CD8+T 細胞是有助于清除HBV 的主要免疫細胞，而細胞表面上免疫抑制分子的陽性率與慢性肝炎的發生可能存在相關性［14］。鑒于此，近年來關于CD8+T 細胞上免疫抑制分子的研究越來越多［15-16］。在所有的抑制性受體中關于PD-1 的研究最多。本次研究比較了PBMCs 在受到HBV 持續刺激并出現弱的免疫應答時的CD8+T 細胞的陽性率和未開始刺激時的陽性率，結果表明受到病毒持續刺激的PD-1 陽性率明顯升高，這說明慢性HBV 感染者血清的持續刺激會上調HBV 特異性CD8+T 細胞上PD-1 的表達，與先前的研究結果相同［17］。有研究提出PD-1 的陽性率上升的原因可能是由于長期抗原刺激將導致CD8+T 細胞中PD-1啟動子的去甲基化，進而造成CD8+T 細胞中PD-1的上調［18］。近期有研究指出PD-1 和PD-L1 之間的相互作用會通過誘導T 細胞凋亡或T 細胞功能障礙導致肝臟免疫耐受［15］。因此，持續感染將導致CD8+T 細胞上PD-1 的陽性率的增加，繼而可能導致肝臟免疫耐受、乙肝的慢性化。

既往的體內研究對HBV 發病機制的理解做出了重大貢獻，但動物與人類免疫系統的不同導致動物與人在HBV 感染時產生免疫反應的差異，這造成對HBV 感染時機體產生的免疫應答理解的不足［19］。而既往針對HBV 發病機制的體外研究甚少，因此仍需要開展大量的相關研究。

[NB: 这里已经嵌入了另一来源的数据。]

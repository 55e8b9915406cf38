// /learnhub-lms/services/payments-service/src/middleware/security.rs

use axum::{
    extract::Request,
    http::HeaderValue,
    middleware::Next,
    response::Response,
};

/// Security headers untuk semua response
pub async fn security_headers_middleware(req: Request, next: Next) -> Response {
    let path = req.uri().path().to_string();

    let mut response = next.run(req).await;
    let headers = response.headers_mut();

    headers.insert("X-Content-Type-Options", HeaderValue::from_static("nosniff"));
    headers.insert("X-Frame-Options", HeaderValue::from_static("DENY"));
    headers.insert(
        "Referrer-Policy",
        HeaderValue::from_static("strict-origin-when-cross-origin"),
    );
    headers.insert(
        "Permissions-Policy",
        HeaderValue::from_static("geolocation=(), microphone=(), camera=()"),
    );

    // Service ini pure API, tidak pernah serve dokumen
    headers.insert(
        "Content-Security-Policy",
        HeaderValue::from_static("default-src 'none'; frame-ancestors 'none';"),
    );

    if std::env::var("ENVIRONMENT").unwrap_or_default() == "production" {
        headers.insert(
            "Strict-Transport-Security",
            HeaderValue::from_static("max-age=31536000; includeSubDomains"),
        );
    }

    // Payment data tidak boleh ke-cache di mana pun
    if path.starts_with("/api/payments") || path.starts_with("/api/admin") {
        headers.insert(
            "Cache-Control",
            HeaderValue::from_static("no-store, no-cache, must-revalidate, private"),
        );
    }

    response
}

本次實驗利用免疫耐受期的HBV 感染者血清刺激正常人PBMCs 來研究相關的免疫效應，一方面避免了HBV 感染者血清中IFN-γ、TNF-α等炎癥因子對本實驗的干擾，另一方面也模擬了人體感染HBV 時的微環境，這些皆使得對HBV 感染過程中免疫應答的研究更加具有應用價值。然而本次研究仍存在一定的缺陷：HBV 引起的免疫應答是由多種免疫細胞和細胞因子共同參與，本研究只觀察了HBV 感染時IFN-γ、TNF-α濃度變化，白細胞介素-4、白細胞介素-10 等與乙肝感染有關的細胞因子則未進行研究；CD8+T 細胞上PD-1 的陽性率也只研究了未開始刺激時和刺激24 d 后的陽性率，未研究中間的變化過程。但此次實驗依然可反映持續感染與部分炎癥因子和CD8+T 細胞上PD-1 陽性率的關系。

既往研究表明HBV 感染時引起的免疫反應可以抑制HBV 復制或以非細胞溶解方式清除HBV［20］。因此，HBV 感染時機體免疫效應的研究將有利于尋找抑制HBV 復制的新方法，甚至將有助于實現世界衛生組織制定的到2030年根治乙型肝炎的目標［21］。